New Orleans--Who says science and romance don't mix? Using high-tech methods, researchers have discovered which parts of the brain help us fall in love. The work, presented here on 7 November at the Society for Neuroscience's annual meeting, shows that in some ways, love is like a drug.
Scientists haven't explored pleasant emotions as extensively as they have negative ones. Anxiety, anger, and fear, for example, have all been mapped to certain brain areas in humans or animals. Indeed, romantic love has been neglected in neuroscience, says psychologist Andreas Bartels of University College London, United Kingdom--in part because of its complexity and the lack of a good animal model.

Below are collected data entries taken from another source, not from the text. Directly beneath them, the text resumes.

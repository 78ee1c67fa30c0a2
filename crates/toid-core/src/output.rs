//! CPAL audio output.

use crate::callback::ReaderHandle;
use crate::{Error, Result};
use cpal::traits::{DeviceTrait, HostTrait, StreamTrait};
use tracing::{info, warn};

/// Wrapper to hold a `cpal::Stream` in a `Send` context.
///
/// `cpal::Stream` is `!Send` due to platform internals. The stream is only
/// touched through `&mut AudioOutputter`, created and dropped by its owner.
struct StreamHandle(#[allow(dead_code)] cpal::Stream);

// SAFETY: the stream is never accessed concurrently; it is only stored and
// dropped, both through exclusive access to the outputter.
unsafe impl Send for StreamHandle {}

/// Drives a [`ReaderHandle`] from the audio device's callback.
///
/// The reader renders stereo. A mono device gets the average of both
/// channels; channels past the second are left silent.
pub struct AudioOutputter {
    reader: ReaderHandle,
    sample_rate: u32,
    device_index: Option<usize>,
    stream: Option<StreamHandle>,
}

impl AudioOutputter {
    pub fn new(reader: ReaderHandle, sample_rate: u32) -> Self {
        Self {
            reader,
            sample_rate,
            device_index: None,
            stream: None,
        }
    }

    /// Select an output device by its index in [`list_devices`](Self::list_devices).
    /// Takes effect on the next `start`.
    pub fn with_device(mut self, index: Option<usize>) -> Self {
        self.device_index = index;
        self
    }

    pub fn set_device(&mut self, index: Option<usize>) {
        self.device_index = index;
    }

    pub fn is_running(&self) -> bool {
        self.stream.is_some()
    }

    pub fn reader(&self) -> &ReaderHandle {
        &self.reader
    }

    /// Master volume, applied to every block from the next callback on.
    pub fn set_volume(&self, volume: f32) -> Result<()> {
        self.reader.set_volume(volume)
    }

    pub fn volume(&self) -> f32 {
        self.reader.volume()
    }

    pub fn device_name(&self) -> Result<String> {
        Ok(get_device(self.device_index)?.name()?)
    }

    pub fn start(&mut self) -> Result<()> {
        if self.is_running() {
            return Ok(());
        }

        let device = get_device(self.device_index)?;
        let supported = device.default_output_config()?;
        let config = cpal::StreamConfig {
            channels: supported.channels(),
            sample_rate: cpal::SampleRate(self.sample_rate),
            buffer_size: cpal::BufferSize::Default,
        };

        let stream = match supported.sample_format() {
            cpal::SampleFormat::F32 => build_stream::<f32>(&device, &config, self.reader.clone())?,
            cpal::SampleFormat::I16 => build_stream::<i16>(&device, &config, self.reader.clone())?,
            cpal::SampleFormat::U16 => build_stream::<u16>(&device, &config, self.reader.clone())?,
            format => {
                return Err(Error::InvalidConfig(format!(
                    "Unsupported sample format: {format:?}"
                )));
            }
        };

        stream.play()?;
        self.stream = Some(StreamHandle(stream));
        info!(
            sample_rate = self.sample_rate,
            channels = config.channels,
            "audio output started"
        );
        Ok(())
    }

    /// Stop the stream. Returns once no render call is in progress; no
    /// further calls are made afterwards.
    pub fn stop(&mut self) {
        if let Some(stream) = self.stream.take() {
            drop(stream);
            self.reader.quiesce();
            info!("audio output stopped");
        }
    }

    pub fn list_devices() -> Result<Vec<String>> {
        cpal::default_host()
            .output_devices()?
            .enumerate()
            .map(|(i, d)| Ok(format!("{i}: {}", d.name()?)))
            .collect()
    }
}

impl Drop for AudioOutputter {
    fn drop(&mut self) {
        self.stop();
    }
}

fn get_device(index: Option<usize>) -> Result<cpal::Device> {
    let host = cpal::default_host();

    match index {
        Some(i) => {
            let devices: Vec<_> = host.output_devices()?.collect();
            let count = devices.len();
            devices.into_iter().nth(i).ok_or_else(|| {
                Error::InvalidDevice(format!("Device index {i} out of range ({count} available)"))
            })
        }
        None => host
            .default_output_device()
            .ok_or_else(|| Error::InvalidDevice("No output device available".into())),
    }
}

fn build_stream<T>(
    device: &cpal::Device,
    config: &cpal::StreamConfig,
    reader: ReaderHandle,
) -> Result<cpal::Stream>
where
    T: cpal::SizedSample + cpal::FromSample<f32>,
{
    let channels = config.channels as usize;

    // Interleaved stereo. Only grows if the device asks for more than this
    // in one callback.
    let mut stereo = vec![0.0f32; 8192 * 2];

    let stream = device.build_output_stream(
        config,
        move |data: &mut [T], _: &cpal::OutputCallbackInfo| {
            let result = std::panic::catch_unwind(std::panic::AssertUnwindSafe(|| {
                let needed = data.len() / channels * 2;
                if stereo.len() < needed {
                    stereo.resize(needed, 0.0);
                }
                reader.render_stereo_rt(&mut stereo[..needed]);
                write_output(data, channels, &stereo[..needed]);
            }));

            if result.is_err() {
                output_silence(data);
            }
        },
        |err| warn!(error = %err, "audio stream error"),
        None,
    )?;

    Ok(stream)
}

/// Convert interleaved stereo to the device layout and format.
#[inline]
fn write_output<T: cpal::SizedSample + cpal::FromSample<f32>>(
    data: &mut [T],
    channels: usize,
    stereo: &[f32],
) {
    for (frame, pair) in data.chunks_mut(channels).zip(stereo.chunks_exact(2)) {
        if channels == 1 {
            frame[0] = T::from_sample((pair[0] + pair[1]) * 0.5);
            continue;
        }
        for (ch, sample) in frame.iter_mut().enumerate() {
            let value = if ch < 2 { pair[ch] } else { 0.0 };
            *sample = T::from_sample(value);
        }
    }
}

/// Output silence (panic recovery).
#[inline]
fn output_silence<T: cpal::SizedSample + cpal::FromSample<f32>>(data: &mut [T]) {
    data.fill(T::from_sample(0.0));
}
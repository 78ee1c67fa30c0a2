//! Read interface to instrument resources.
//!
//! The core never loads or owns sample data. It asks an
//! [`InstrumentProvider`] for the instrument selected in the store and calls
//! [`Instrument::lookup`] for every sounding frame. A `None` from either is a
//! miss and renders as silence.

use crate::event::{Pitch, SamplePosition};
use std::collections::HashMap;
use std::sync::Arc;

/// Reference pitch for A4.
pub const A4_FREQ: f32 = 440.0;

/// Pitch number for A4.
pub const A4_PITCH: f32 = 69.0;

/// Peak level of the built-in oscillator (15000 / i16::MAX).
pub const DEFAULT_SINE_AMPLITUDE: f32 = 15_000.0 / 32_767.0;

/// Convert a semitone pitch to Hz (12-TET, A4 = 440 Hz).
#[inline]
pub fn pitch_to_hz(pitch: Pitch) -> f32 {
    A4_FREQ * 2.0_f32.powf((pitch - A4_PITCH) / 12.0)
}

/// Waveform source for one instrument.
///
/// Called from the audio thread: implementations must not block, allocate
/// or do I/O.
pub trait Instrument: Send + Sync {
    /// Sample value of `pitch`, `frame_offset` frames after its onset.
    /// `None` when the pitch is outside the instrument's range.
    fn lookup(&self, pitch: Pitch, frame_offset: SamplePosition) -> Option<f32>;
}

impl<F> Instrument for F
where
    F: Fn(Pitch, SamplePosition) -> Option<f32> + Send + Sync,
{
    #[inline]
    fn lookup(&self, pitch: Pitch, frame_offset: SamplePosition) -> Option<f32> {
        self(pitch, frame_offset)
    }
}

/// Resolves instrument names to loaded instruments.
pub trait InstrumentProvider: Send + Sync {
    /// RT-safe. `None` if the instrument is unknown or not loaded yet.
    fn instrument(&self, name: &str) -> Option<Arc<dyn Instrument>>;
}

/// Provider with nothing loaded. Every named lookup misses.
#[derive(Debug, Default, Clone, Copy)]
pub struct NoInstruments;

impl InstrumentProvider for NoInstruments {
    fn instrument(&self, _name: &str) -> Option<Arc<dyn Instrument>> {
        None
    }
}

/// Fixed name → instrument map, built up front.
#[derive(Default, Clone)]
pub struct InstrumentMap {
    instruments: HashMap<String, Arc<dyn Instrument>>,
}

impl InstrumentMap {
    pub fn new() -> Self {
        Self::default()
    }

    pub fn with(mut self, name: impl Into<String>, instrument: Arc<dyn Instrument>) -> Self {
        self.instruments.insert(name.into(), instrument);
        self
    }
}

impl InstrumentProvider for InstrumentMap {
    fn instrument(&self, name: &str) -> Option<Arc<dyn Instrument>> {
        self.instruments.get(name).cloned()
    }
}

/// Built-in sine oscillator, used when no instrument is selected.
#[derive(Debug, Clone, Copy)]
pub struct SineInstrument {
    sample_rate: f64,
    amplitude: f32,
}

impl SineInstrument {
    pub fn new(sample_rate: u32) -> Self {
        Self::with_amplitude(sample_rate, DEFAULT_SINE_AMPLITUDE)
    }

    pub fn with_amplitude(sample_rate: u32, amplitude: f32) -> Self {
        Self {
            sample_rate: sample_rate as f64,
            amplitude,
        }
    }
}

impl Instrument for SineInstrument {
    #[inline]
    fn lookup(&self, pitch: Pitch, frame_offset: SamplePosition) -> Option<f32> {
        // Phase is reduced in f64 so long notes do not lose precision.
        let cycles = frame_offset as f64 * pitch_to_hz(pitch) as f64 / self.sample_rate;
        let phase = cycles.fract() * core::f64::consts::TAU;
        Some(phase.sin() as f32 * self.amplitude)
    }
}

#[cfg(test)]
mod tests {
    use super::*;
    use approx::assert_relative_eq;

    #[test]
    fn test_pitch_to_hz() {
        assert_relative_eq!(pitch_to_hz(69.0), 440.0);
        assert_relative_eq!(pitch_to_hz(81.0), 880.0, epsilon = 1e-3);
        assert_relative_eq!(pitch_to_hz(60.0), 261.6256, epsilon = 1e-3);
    }

    #[test]
    fn test_sine_instrument_matches_reference() {
        let sine = SineInstrument::with_amplitude(44100, 1.0);
        let true_wave = [
            0., 0.06268834, 0.12537667, 0.188065, 0.25075334, 0.3134417, 0.37613, 0.43881837,
            0.5015067, 0.56419504,
        ];
        for (i, &expected) in true_wave.iter().enumerate() {
            let value = sine.lookup(69.0, i as u64).unwrap();
            assert!((value - expected).abs() < 0.03, "frame {i}: {value}");
        }
    }

    #[test]
    fn test_sine_amplitude_bound() {
        let sine = SineInstrument::new(44100);
        let peak = (0..44100)
            .map(|i| sine.lookup(60.0, i).unwrap().abs())
            .fold(0.0f32, f32::max);
        assert!(peak <= DEFAULT_SINE_AMPLITUDE + 1e-6);
        assert!(peak > DEFAULT_SINE_AMPLITUDE * 0.99);
    }

    #[test]
    fn test_providers() {
        assert!(NoInstruments.instrument("anything").is_none());

        let map = InstrumentMap::new().with(
            "flat",
            Arc::new(|_pitch: f32, _offset: u64| -> Option<f32> { Some(0.5) }) as Arc<dyn Instrument>,
        );
        let flat = map.instrument("flat").unwrap();
        assert_eq!(flat.lookup(60.0, 0), Some(0.5));
        assert!(map.instrument("missing").is_none());
    }
}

So Bartels and his colleague Semir Zeki recruited subjects who were truly, madly in love. To verify this, they used the "passionate love scale," a scientific, standardized version of a fashion-magazine-style questionnaire. Eighteen grad students and postdocs--11 women and seven men--scored off the charts. The researchers studied the lovers' brains with functional magnetic resonance imaging, while they flashed pictures of either their sweetheart or a close friend of the same sex and age as the beaux. Seeing the object of their desire increased activity in brain clusters called the insula, cingulate, putamen, and caudate nucleus--regions, curiously enough, that also light up under cocaine-induced euphoria, Bartels says. Activity decreased in other areas, including the ones that are overactive in depressed people.
The results make sense, says psychiatrist Israel Liberzon of the University of Michigan, Ann Arbor, because being in love is generally a pleasant sensation. But he cautions that seeing a picture of a lover also triggers more intense feelings than seeing a friend, so the brain scans could be picking up general arousal rather than pure romantic love.